Je trouve ce passage très éclairant sur la situation actuelle dans notre pays. Qu’avons-nous fait de nos enfants pour qu’ils soient devenus aussi violents ? Qu’avons-nous fait pour qu’un désaccord au sujet d’une réforme éducative, qui n’a de réforme que le nom, conduise des milliers d’élèves dans la rue à saccager des biens publics, entraînant du même coup des gesticulations sécuritaires dont la fermeté n’a d’égale que l’impuissance à juguler la violence juvénile ?
Autant j’ai de sérieux doutes quant à l’utilité de la réforme annoncée dans l’éducation, autant je suis fermement opposé aux actes de vandalisme auxquels se livre une poignée d’élèves leaders, prêts à démobiliser nos enfants de leurs apprentissages et à les galvaniser pour qu’ils commettent des actes inacceptables de destruction et de sape de l’autorité publique.
Que des proviseurs n’aient plus accès à leur bureau, que du matériel mis à disposition pour servir l’intérêt des élèves eux-mêmes soit inutilement saccagé et que des mineurs de moins de 15 ans se retrouvent à défiler dans les rues avec tous les risques que cela comporte pour leur propre sécurité et leur vie heurtent profondément les valeurs auxquelles toute personne qui aime son pays est attachée.
Et que dire lorsque des enfants se retrouvent enfermés à la maison d’arrêt, juste pour avoir voulu participer à un débat qui les concerne ? Que dire lorsque d’autres tombent sous les projectiles dans un contexte où la surdité des premiers responsables de l’éducation le dispute à l’inextinguible soif de démocratie des jeunes ? Les mots manquent pour dire l’abîme dans lequel est tombé le débat sur l’éducation dans notre pays.

Mais la rébellion de nos jeunes s’explique. Et pas forcément de la manière dont on prend habituellement la question. Car, à écouter les récriminations des adultes, aussi accusatrices à l’égard des jeunes qu’impuissantes contre la violence galopante, il suffirait d’un surcroît de fermeté pour résoudre le problème. Entendez par là que le monde des adultes devrait se liguer pour mater ces mutins de morpions ! On est dans ce que raillait le célèbre écrivain et humoriste américain Mark Twain : « L’éducation est une défense organisée des adultes contre les enfants ».
Grosse erreur si nous voyons ainsi les choses ! D’abord parce que, dans un pays qui compte plus de jeunes que de vieux, si une bataille à mains nues devait opposer les uns aux autres, je ne donne pas cher de la peau des gens de ma génération.

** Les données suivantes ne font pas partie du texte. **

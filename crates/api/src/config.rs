//! Application configuration loaded from environment variables.

use domain::{Money, PricingPolicy};

/// Server configuration with sensible defaults.
///
/// Reads from environment variables:
/// - `HOST` — bind address (default: `"0.0.0.0"`)
/// - `PORT` — listen port (default: `3000`)
/// - `RUST_LOG` — tracing filter directive (default: `"info"`)
/// - `DATABASE_URL` — PostgreSQL URL; in-memory stores when unset
/// - `FREE_SHIPPING_THRESHOLD_CENTS` — free-shipping cutoff (default: `15000`)
/// - `SHIPPING_FEE_CENTS` — flat shipping fee (default: `1500`)
#[derive(Debug, Clone)]
pub struct Config {
    pub host: String,
    pub port: u16,
    pub log_level: String,
    pub database_url: Option<String>,
    pub free_shipping_threshold_cents: i64,
    pub shipping_fee_cents: i64,
}

impl Config {
    /// Loads configuration from environment variables, falling back to defaults.
    pub fn from_env() -> Self {
        Self {
            host: std::env::var("HOST").unwrap_or_else(|_| "0.0.0.0".to_string()),
            port: std::env::var("PORT")
                .ok()
                .and_then(|p| p.parse().ok())
                .unwrap_or(3000),
            log_level: std::env::var("RUST_LOG").unwrap_or_else(|_| "info".to_string()),
            database_url: std::env::var("DATABASE_URL").ok(),
            free_shipping_threshold_cents: std::env::var("FREE_SHIPPING_THRESHOLD_CENTS")
                .ok()
                .and_then(|v| v.parse().ok())
                .unwrap_or(15000),
            shipping_fee_cents: std::env::var("SHIPPING_FEE_CENTS")
                .ok()
                .and_then(|v| v.parse().ok())
                .unwrap_or(1500),
        }
    }

    /// Returns the `"host:port"` bind address string.
    pub fn addr(&self) -> String {
        format!("{}:{}", self.host, self.port)
    }

    /// Returns the pricing policy derived from configuration.
    pub fn pricing_policy(&self) -> PricingPolicy {
        PricingPolicy {
            free_shipping_threshold: Money::from_cents(self.free_shipping_threshold_cents),
            shipping_fee: Money::from_cents(self.shipping_fee_cents),
        }
    }
}

impl Default for Config {
    fn default() -> Self {
        Self {
            host: "0.0.0.0".to_string(),
            port: 3000,
            log_level: "info".to_string(),
            database_url: None,
            free_shipping_threshold_cents: 15000,
            shipping_fee_cents: 1500,
        }
    }
}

Les jeunes nous infligeraient une sérieuse correction. Certes, ce n’est ici qu’une simple hypothèse qui, heureusement, risque peu de se produire. Mais il est important que nous restions attentifs à la réalité du rapport de force entre les jeunes et les personnes plus âgées dans un pays comme le nôtre où la représentativité des jeunes est beaucoup plus élevée. J’y reviendrai à la fin de cet article.
Ensuite parce qu’on n’apprend pas la non-violence à un enfant en usant de la violence contre lui. L’idée qu’il suffit d’un surcroît de fermeté, autrement dit de contrainte par la violence autoritaire, pour obtenir l’obéissance des enfants et la paix sociale est, en réalité, une idée simpliste et absurde. Non qu’il ne faille jamais user de coercition en éducation, mais parce qu’il faut toujours chercher à susciter l’adhésion de l’éduqué à la contrainte qu’on lui impose.
Sinon, on verse dans le dressage et cela ne fonctionne pas avec un être humain. Et lorsqu’on a l’impression un moment que cela fonctionne, il faut éviter de se réjouir trop tôt, car des jours plus difficiles arrivent. De nombreuses expériences conduites en la matière en psychologie de l’éducation l’ont suffisamment prouvé pour qu’il ne soit pas utile de s’y attarder.
Aujourd’hui, force est de constater que nos enfants n’ont pas conscience qu’en détruisant le matériel de leur école, en empêchant le personnel d’accéder à l’établissement ou en saccageant les biens publics, ils sont en train de se causer du tort à eux-mêmes. Car les biens détruits sont acquis grâce aux impôts de leurs parents.
Combien de jeunes savent qu’en allant acheter tel ou tel produit, ils paient des impôts par le biais de la taxe sur la valeur ajoutée ? Combien savent que l’argent ainsi récolté entre dans les caisses de l’Etat qui s’en sert pour des investissements à leur profit ? La méconnaissance du fonctionnement de l’Etat par les jeunes est un symbole éloquent de la faillite des adultes en matière d’éducation. Mais elle n’est pas seule en cause.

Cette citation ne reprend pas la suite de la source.